フェルナンデス氏は、日本はLCC文化を受け入れる準備ができているとの見方を示した。エアアジアX(D7)の日本路線でも乗客の約6割から7割が日本人。羽田、関空、中部/クアラルンプール線も「今回(の渡航)では満席で予約が取れなかった」ほど好調だという。今後は「エアアジア・ジャパンをできるだけ近い将来日本に持ってきたい。2015年に向けて、バニラやピーチを食べて準備をしていきたい」と話した。
エアアジア(AK)は2011年、全日空(NH)と共同出資会社としてエアアジア・ジャパンを設立。しかし、2013年6月に共同事業の解消を発表し、エアアジアブランドでの運航は同年10月31日で終了した。

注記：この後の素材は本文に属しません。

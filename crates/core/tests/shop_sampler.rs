use slotgrid_core::{
    Catalog, CatalogEntry, EventBus, Game, GameError, GameSettings, RngState, SymbolKind,
};

fn single_entry_catalog(rarity: f64) -> Catalog {
    Catalog::new(vec![CatalogEntry {
        kind: SymbolKind::Cherry,
        rarity,
        price: 1,
    }])
}

#[test]
fn offer_is_exactly_n_entries() {
    let catalog = Catalog::builtin();
    let mut rng = RngState::from_seed(21);
    for _ in 0..100 {
        let offer = catalog.generate_shop(3, 0.0, false, 0.2, &mut rng);
        assert_eq!(offer.len(), 3);
        assert!(offer.iter().all(|&idx| idx < catalog.entries.len()));
    }
}

#[test]
fn duplicates_are_kept_not_deduplicated() {
    // One always-accepted entry: every sweep contributes it once, so a
    // 3-slot offer is that entry three times.
    let catalog = single_entry_catalog(1.0);
    let mut rng = RngState::from_seed(22);
    let offer = catalog.generate_shop(3, 0.0, false, 0.2, &mut rng);
    assert_eq!(offer, vec![0, 0, 0]);
}

#[test]
fn acceptance_follows_rarity_weights() {
    let catalog = Catalog::new(vec![
        CatalogEntry {
            kind: SymbolKind::Cherry,
            rarity: 0.9,
            price: 1,
        },
        CatalogEntry {
            kind: SymbolKind::Coin,
            rarity: 0.1,
            price: 1,
        },
    ]);
    let mut rng = RngState::from_seed(23);
    let mut counts = [0usize; 2];
    for _ in 0..3000 {
        for idx in catalog.generate_shop(3, 0.0, false, 0.2, &mut rng) {
            counts[idx] += 1;
        }
    }
    let ratio = counts[0] as f64 / counts[1] as f64;
    assert!(
        (7.0..12.0).contains(&ratio),
        "acceptance ratio {ratio} (counts {counts:?}) too far from 9"
    );
}

#[test]
fn empty_and_impossible_catalogs_yield_empty_offers() {
    let mut rng = RngState::from_seed(24);
    let empty = Catalog::new(Vec::new());
    assert!(empty.generate_shop(3, 0.0, false, 0.2, &mut rng).is_empty());

    let dead = single_entry_catalog(0.0);
    assert!(dead.generate_shop(3, 0.0, false, 0.2, &mut rng).is_empty());
    // Luck can revive a zero-rarity entry.
    assert_eq!(dead.generate_shop(3, 1.0, false, 0.2, &mut rng).len(), 3);
}

#[test]
fn rare_only_restricts_to_the_threshold() {
    let catalog = Catalog::builtin();
    let mut rng = RngState::from_seed(25);
    for _ in 0..50 {
        for idx in catalog.generate_shop(3, 0.0, true, 0.2, &mut rng) {
            assert!(
                catalog.entries[idx].rarity <= 0.2,
                "non-rare {} in a rare-only offer",
                catalog.entries[idx].kind.tag()
            );
        }
    }
}

fn rich_game(seed: u64) -> Game {
    let settings = GameSettings {
        starting_money: 1000,
        ..GameSettings::default()
    };
    Game::new(settings, Catalog::builtin(), seed)
}

#[test]
fn buying_moves_the_symbol_and_the_money() {
    let mut game = rich_game(26);
    let mut events = EventBus::default();
    game.roll(&mut events);
    assert!(game.shop.is_open);
    assert_eq!(game.shop.offers.len(), 3);

    let owned_before = game.owned_count();
    let money_before = game.inventory.money();
    let tag = game.shop.offers[0].symbol.kind.tag();
    let price = game.shop.offers[0].cost.values().sum::<i64>();
    game.buy(0, &mut events).expect("buy");

    assert_eq!(game.owned_count(), owned_before + 1);
    assert_eq!(game.inventory.money(), money_before - price);
    assert!(game.owned_symbols().any(|s| s.kind.tag() == tag));
    // The allowance was 1, so the shop closed behind the purchase.
    assert!(!game.shop.is_open);
    assert!(matches!(
        game.buy(0, &mut events),
        Err(GameError::ShopClosed)
    ));
}

#[test]
fn unaffordable_purchase_is_refused_without_mutation() {
    // A catalog that only ever offers something out of reach.
    let catalog = Catalog::new(vec![CatalogEntry {
        kind: SymbolKind::Dragon,
        rarity: 1.0,
        price: 100,
    }]);
    let settings = GameSettings {
        starting_money: 10,
        ..GameSettings::default()
    };
    let mut game = Game::new(settings, catalog, 27);
    let mut events = EventBus::default();
    game.roll(&mut events);
    assert!(game.shop.is_open);

    let owned_before = game.owned_count();
    let money_before = game.inventory.money();
    assert!(game.buy(0, &mut events).is_err());
    assert_eq!(game.owned_count(), owned_before);
    assert_eq!(game.inventory.money(), money_before);
    assert!(game.shop.is_open);
    assert_eq!(game.shop.buy_count, 1);
}

#[test]
fn refresh_cost_doubles_within_a_session() {
    let mut game = rich_game(28);
    let mut events = EventBus::default();
    game.roll(&mut events);
    assert!(game.shop.refresh_offered());

    let first_cost = game.shop.refresh_cost;
    game.refresh_shop(&mut events).expect("first refresh");
    assert_eq!(game.shop.refresh_cost, first_cost * 2);
    assert_eq!(game.shop.offers.len(), 3);

    // Without a Refresh symbol the slot is gone after one use.
    assert!(!game.shop.refresh_offered());
    assert!(matches!(
        game.refresh_shop(&mut events),
        Err(GameError::RefreshUnavailable)
    ));
}

#[test]
fn refresh_cost_rebases_when_the_shop_closes() {
    let mut game = rich_game(29);
    let mut events = EventBus::default();
    game.roll(&mut events);
    game.refresh_shop(&mut events).expect("refresh");
    let inflated = game.shop.refresh_cost;
    assert!(inflated > 1);

    // The next turn closes the shop first, re-basing the refresh price on
    // the money held at close time.
    game.roll(&mut events);
    assert!(game.shop.refresh_cost < inflated || game.inventory.money() / 100 >= inflated);
    assert_eq!(game.shop.refresh_count, 0);
    assert!(!game.shop.refreshable);
    assert!(game.shop.refresh_offered());
}
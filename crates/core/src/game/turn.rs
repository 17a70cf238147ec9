use super::Game;
use crate::{Event, EventBus};

/// What a call to [`Game::roll`] did.
#[derive(Debug, Clone, Copy, PartialEq, Eq)]
pub enum TurnOutcome {
    /// A full turn resolved; `payout` is the score-phase total.
    Resolved { payout: i64 },
    /// The turn counted against the budget but money could not cover the
    /// per-turn cost, so nothing rolled.
    Degenerate,
    /// A turn was already in flight; this request did nothing.
    Dropped,
    /// The turn budget is spent; this request did nothing.
    Exhausted,
}

impl Game {
    /// Resolves one full turn: close shop, roll the board from the
    /// collection, evaluate, score, resolve deferred luck, open the next
    /// shop. At most one turn resolves at a time; requests arriving while
    /// one is in flight are dropped, not queued.
    pub fn roll(&mut self, events: &mut EventBus) -> TurnOutcome {
        if self.rolling {
            return TurnOutcome::Dropped;
        }
        if self.inventory.turns_left() <= 0 {
            return TurnOutcome::Exhausted;
        }
        self.rolling = true;
        self.turn += 1;
        self.inventory.spend_turn();
        events.push(Event::TurnStarted {
            turn: self.turn,
            turns_left: self.inventory.turns_left(),
        });

        if self.inventory.money() < self.settings.turn_cost {
            // The budget is spent either way; the board never rolls.
            events.push(Event::TurnSkipped {
                money: self.inventory.money(),
            });
            if self.inventory.turns_left() == 0 {
                events.push(Event::GameEnded {
                    money: self.inventory.money(),
                });
            }
            self.rolling = false;
            return TurnOutcome::Degenerate;
        }
        self.inventory.add_money(-self.settings.turn_cost);

        self.close_shop(events);
        let placed = self.board.roll(&mut self.inventory, &mut self.rng);
        events.push(Event::BoardRolled { placed });

        self.evaluate(events);
        let mut payout = self.score(events);
        let last_turn = self.inventory.turns_left() == 0;
        if last_turn {
            payout += self.final_score(events);
        }

        self.inventory.resolve_luck();
        events.push(Event::LuckResolved {
            luck: self.inventory.luck(),
        });
        self.board.sweep_into(&mut self.inventory);
        events.push(Event::TurnCompleted {
            payout,
            money: self.inventory.money(),
        });

        if last_turn {
            events.push(Event::GameEnded {
                money: self.inventory.money(),
            });
        } else {
            self.open_shop(events);
        }
        self.rolling = false;
        TurnOutcome::Resolved { payout }
    }
}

フェルナンデス氏はNHとのパートナーシップについて「キャプテンが2人いたのが問題。意思決定が難しく、各人が各人のアイディアを持っていた」ことが成功しなかった要因の1つと説明。そもそも他国では航空会社以外とのパートナーシップを結んでいるとし、日本での新パートナーは航空会社以外で「(航空業界に)変革を起こしていこう、という強い決意を持ち、エネルギーにあふれて強さを持った」企業を探しているという。
日本国内線のハブ空港は明言を避けたが、日本の路線網については、首都圏や大阪などの需要が高い空港発着と地方空港発着の混在を考えているという。フェルナンデス氏は「日本で空港があるのは東京や大阪だけではない」とし、仙台や神戸、名古屋など様々な空港があると指摘。「新路線を開拓し、トラフィックを呼び込めるよう、色々な空港の力をお借りしたい」と語った。具体的には、東京近郊の空港として茨城空港の活用も示唆。茨城空港と懇談の場を設ける予定とした。
さらに、フェルナンデス氏は首都圏の需要の高さに触れ「東京にLCC専用の空港を作って欲しい」と要望。政府に対し、訪日外国人増加に向けた取り組みは進んでいるが「忘れがちなのは空港で、目を向けていない。(航空機が)着陸できないと観光客は訪れないということを気づいて欲しい」と語った。
既存の2空港については、混雑しておりLCCにとってはコストが高いと課題を指摘。「LCCターミナルを備えることで観光業界も盛り上がる」とし、首都圏内にLCC専用の新しい空港の建設を提案した。成田空港は2014年度末にLCC専用ターミナルの完成を予定しているが、「成田で何とかしようというのは無理」との考えだ。